**Extracted records:**
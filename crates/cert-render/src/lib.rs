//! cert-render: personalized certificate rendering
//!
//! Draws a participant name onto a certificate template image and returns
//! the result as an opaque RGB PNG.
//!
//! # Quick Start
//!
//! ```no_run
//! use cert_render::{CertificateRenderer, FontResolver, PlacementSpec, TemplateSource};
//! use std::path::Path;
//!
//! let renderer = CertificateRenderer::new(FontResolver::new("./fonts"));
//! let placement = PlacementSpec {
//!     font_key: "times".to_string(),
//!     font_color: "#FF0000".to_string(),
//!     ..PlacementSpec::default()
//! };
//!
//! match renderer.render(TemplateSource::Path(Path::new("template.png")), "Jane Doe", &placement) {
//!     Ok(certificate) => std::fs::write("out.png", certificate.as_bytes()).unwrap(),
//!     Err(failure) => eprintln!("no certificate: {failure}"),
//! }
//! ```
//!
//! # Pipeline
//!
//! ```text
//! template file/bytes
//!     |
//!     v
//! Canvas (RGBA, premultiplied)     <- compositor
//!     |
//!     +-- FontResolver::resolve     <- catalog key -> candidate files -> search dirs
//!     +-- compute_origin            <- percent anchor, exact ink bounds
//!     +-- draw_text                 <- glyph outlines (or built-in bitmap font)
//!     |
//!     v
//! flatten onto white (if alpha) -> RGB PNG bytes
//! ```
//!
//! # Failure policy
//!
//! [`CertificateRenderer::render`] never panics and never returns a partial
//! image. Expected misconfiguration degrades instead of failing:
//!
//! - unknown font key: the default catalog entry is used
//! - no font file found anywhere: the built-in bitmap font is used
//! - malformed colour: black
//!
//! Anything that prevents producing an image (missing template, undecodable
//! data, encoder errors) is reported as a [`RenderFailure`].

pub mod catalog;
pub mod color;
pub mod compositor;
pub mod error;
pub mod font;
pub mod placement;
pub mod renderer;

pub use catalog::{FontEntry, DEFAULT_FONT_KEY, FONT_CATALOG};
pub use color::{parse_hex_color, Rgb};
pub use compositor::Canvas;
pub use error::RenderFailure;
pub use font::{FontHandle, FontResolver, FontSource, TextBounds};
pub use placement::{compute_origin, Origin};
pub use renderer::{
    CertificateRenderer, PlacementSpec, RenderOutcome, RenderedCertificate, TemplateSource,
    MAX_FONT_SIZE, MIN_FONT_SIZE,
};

**TRY IT:** Print each line of the data exactly as it was written.

**ANSWER FOR THE TASK:**
filename crates/cert-render/src/lib.rs
//! cert-render: personalized certificate rendering
//!
//! Draws a participant name onto a certificate template image and returns
//! the result as an opaque RGB PNG.
//!
//! # Quick Start
//!
//! ```no_run
//! use cert_render::{CertificateRenderer, FontResolver, PlacementSpec, TemplateSource};
//! use std::path::Path;
//!
//! let renderer = CertificateRenderer::new(FontResolver::new("./fonts"));
//! let placement = PlacementSpec {
//!     font_key: "times".to_string(),
//!     font_color: "#FF0000".to_string(),
//!     ..PlacementSpec::default()
//! };
//!
//! match renderer.render(TemplateSource::Path(Path::new("template.png")), "Jane Doe", &placement) {
//!     Ok(certificate) => std::fs::write("out.png", certificate.as_bytes()).unwrap(),
//!     Err(failure) => eprintln!("no certificate: {failure}"),
//! }
//! ```
//!
//! # Pipeline
//!
//! ```text
//! template file/bytes
//!     |
//!     v
//! Canvas (RGBA, premultiplied)     <- compositor
//!     |
//!     +-- FontResolver::resolve     <- catalog key -> candidate files -> search dirs
//!     +-- compute_origin            <- percent anchor, exact ink bounds
//!     +-- draw_text                 <- glyph outlines (or built-in bitmap font)
//!     |
//!     v
//! flatten onto white (if alpha) -> RGB PNG bytes
//! ```
//!
//! # Failure policy
//!
//! [`CertificateRenderer::render`] never panics and never returns a partial
//! image. Expected misconfiguration degrades instead of failing:
//!
//! - unknown font key: the default catalog entry is used
//! - no font file found anywhere: the built-in bitmap font is used
//! - malformed colour: black
//!
//! Anything that prevents producing an image (missing template, undecodable
//! data, encoder errors) is reported as a [`RenderFailure`].

pub mod catalog;
pub mod color;
pub mod compositor;
pub mod error;
pub mod font;
pub mod placement;
pub mod renderer;

pub use catalog::{FontEntry, DEFAULT_FONT_KEY, FONT_CATALOG};
pub use color::{parse_hex_color, Rgb};
pub use compositor::Canvas;
pub use error::RenderFailure;
pub use font::{FontHandle, FontResolver, FontSource, TextBounds};
pub use placement::{compute_origin, Origin};
pub use renderer::{
    CertificateRenderer, PlacementSpec, RenderOutcome, RenderedCertificate, TemplateSource,
    MAX_FONT_SIZE, MIN_FONT_SIZE,
};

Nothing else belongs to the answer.